Below, we highlight three such 'dividend ETF all-stars' for your portfolio. These not only have beaten the market's return YTD but pay out better yields than SPY too, making them interesting choices for investors looking for both outperformance potential and income in today's market:
First Trust NASDAQ Technology Dividend Index Fund (Nasdaq:TDIV-Free Report)
For a different type of dividend ETF, investors can look to TDIV which tracks the NASDAQ Technology Dividend Index. This has been a winning (and overlooked) dividend strategy for investors in 2014 as the fund has added 12.3% YTD while its 30-Day SEC yield comes in at 2.7%, though the index yield is 3.3%.
There are currently about 90 stocks in this fund with large caps taking the lion's share due to the fund's dividend value weighting methodology. Current top holdings include Intel, Microsoft, and Apple, while top sectors include semiconductors (23.7%), hardware (16.2%), and software (16.1%).
Fortunately for this fund, many large cap tech names, and especially in the semiconductor industry, have done quite well this year, making this a great technology ETF pick. Investors have started to embrace this approach too, as the fund has over $630 million in assets and average daily volume over 150,000 shares, despite its 50 basis point cost (see all the technology ETFs here).
SPDR S&P Global Infrastructure ETF (AMEX:GII-Free Report)
Although not a true dividend ETF, GII tracks 75 of the largest publicly listed infrastructure companies, and many of these firms have rather large dividends. This has been a great approach this year though as the fund has added 13.7% YTD while paying out a very solid 4% yield in 30 Day SEC terms.

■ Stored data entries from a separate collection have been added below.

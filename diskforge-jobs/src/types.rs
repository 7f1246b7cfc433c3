use std::collections::HashMap;

use chrono::{DateTime, Utc};
use serde::{Deserialize, Serialize};

#[derive(Debug, Clone, Copy, PartialEq, Eq, Serialize, Deserialize)]
pub enum JobStatus {
    Pending,
    Running,
    Paused,
    Completed,
    Failed,
    Cancelled,
}

#[derive(Debug, Clone, Copy, PartialEq, Eq, PartialOrd, Ord, Serialize, Deserialize)]
pub enum JobPriority {
    Low = 1,
    Normal = 5,
    High = 10,
    Critical = 20,
}

impl Default for JobPriority {
    fn default() -> Self {
        Self::Normal
    }
}

/// Point-in-time progress snapshot for a running job.
#[derive(Debug, Clone, PartialEq, Serialize, Deserialize)]
pub struct JobProgress {
    pub current: u64,
    pub total: u64,
    pub message: String,
    pub stage: String,
    pub bytes_processed: u64,
    pub bytes_total: u64,
    pub rate_bytes_per_sec: f64,
}

impl Default for JobProgress {
    fn default() -> Self {
        Self {
            current: 0,
            total: 100,
            message: String::new(),
            stage: String::new(),
            bytes_processed: 0,
            bytes_total: 0,
            rate_bytes_per_sec: 0.0,
        }
    }
}

impl JobProgress {
    pub fn percentage(&self) -> f64 {
        if self.total == 0 {
            0.0
        } else {
            (self.current as f64 / self.total as f64 * 100.0).min(100.0)
        }
    }

    /// Seconds remaining, estimated from `bytes_total - bytes_processed`
    /// divided by the current rate. `None` when rate or total is unknown.
    pub fn eta_seconds(&self) -> Option<f64> {
        if self.rate_bytes_per_sec <= 0.0 || self.bytes_total == 0 {
            return None;
        }
        let remaining = self.bytes_total.saturating_sub(self.bytes_processed);
        Some(remaining as f64 / self.rate_bytes_per_sec)
    }
}

/// Outcome of a completed job. `data` holds the job's JSON-serializable
/// result payload so it can be embedded directly into a session report
/// without a type-erasure layer.
#[derive(Debug, Clone, Serialize, Deserialize)]
pub struct JobOutcome {
    pub success: bool,
    pub data: Option<serde_json::Value>,
    pub error: Option<String>,
    pub warnings: Vec<String>,
    pub artifacts: HashMap<String, serde_json::Value>,
    pub start_time: Option<DateTime<Utc>>,
    pub end_time: Option<DateTime<Utc>>,
}

impl JobOutcome {
    pub fn duration_seconds(&self) -> Option<f64> {
        match (self.start_time, self.end_time) {
            (Some(start), Some(end)) => Some((end - start).num_milliseconds() as f64 / 1000.0),
            _ => None,
        }
    }
}

#[cfg(test)]
mod tests {
    use super::*;

    #[test]
    fn percentage_is_capped_at_100() {
        let progress = JobProgress {
            current: 150,
            total: 100,
            ..JobProgress::default()
        };
        assert_eq!(progress.percentage(), 100.0);
    }

    #[test]
    fn eta_is_none_without_rate_or_total() {
        assert!(JobProgress::default().eta_seconds().is_none());
    }

    #[test]
    fn eta_computed_from_remaining_bytes_and_rate() {
        let progress = JobProgress {
            bytes_processed: 400,
            bytes_total: 1000,
            rate_bytes_per_sec: 100.0,
            ..JobProgress::default()
        };
        assert_eq!(progress.eta_seconds(), Some(6.0));
    }

    #[test]
    fn duration_seconds_requires_both_timestamps() {
        let outcome = JobOutcome {
            success: true,
            data: None,
            error: None,
            warnings: vec![],
            artifacts: HashMap::new(),
            start_time: None,
            end_time: None,
        };
        assert!(outcome.duration_seconds().is_none());
    }
}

In terms of holdings, transportation infrastructure companies take the top spot at 38%, followed by oil and then utilities. American stocks do take the top country spot at about one-third of the total, followed by Canada (10.4%), Australia (7.8%), France (7.4%), and the UK (7.4%).
Global companies in more defensive sectors have been doing well this year, while many utilities here in the U.S. have bounced back with force, boosting GII as of late. However, investors should note that while GII is pretty cheap for a global fund at a cost of just 40 basis points a year, it is relatively unpopular from a trading perspective (10,000 shares a day on average) though over $140 million is invested in the ETF (also see ProShares Rolls Out New Global Infrastructure ETF).
Global X SuperDividend U.S. ETF (AMEX:DIV-Free Report)
Forget 'all-stars', this dividend ETF has been a superstar and MVP for dividend investors in 2014. Not only has the fund added 16.1% since the start of January, but it pays out a robust 5.8% in 30 Day SEC terms as well.
This outperformance was achieved by taking on a little more risk, as the fund tracks an underlying index that holds the 50 highest dividend yielding equity securities in the U.S., equally weighted. While this gives heavy weights to utilities and energy, mortgage REITs (16.6%) also receive a large chunk of the assets, and MLPs are included in the energy segment too.
This could come back to bite DIV if interest rates take a sharp move higher, but it has been doing quite well for some time, as its one year performance comes in at 26.3%. This solid performance has allowed DIV to accumulate over $160 million in assets since its launch in March 2013, though volume is still relatively low for this fund at 51,000 shares a day on average while expenses are 45 basis points a year (read Are There Really High Dividend Low Risk ETFs?).
Bottom Line
Even though the market has been rocky, many equities have performed quite well this year. Dividend ETFs have been no exception to this positive trend, and many have put up double digit returns so far in 2014.
In fact, the funds mentioned above have not only easily beaten the market's performance YTD, but offer yields that easily crush SPY's as well. These products thus might be the perfect mix between returns and income for investors who are looking for a dividend ETF all-star as the summer winds down.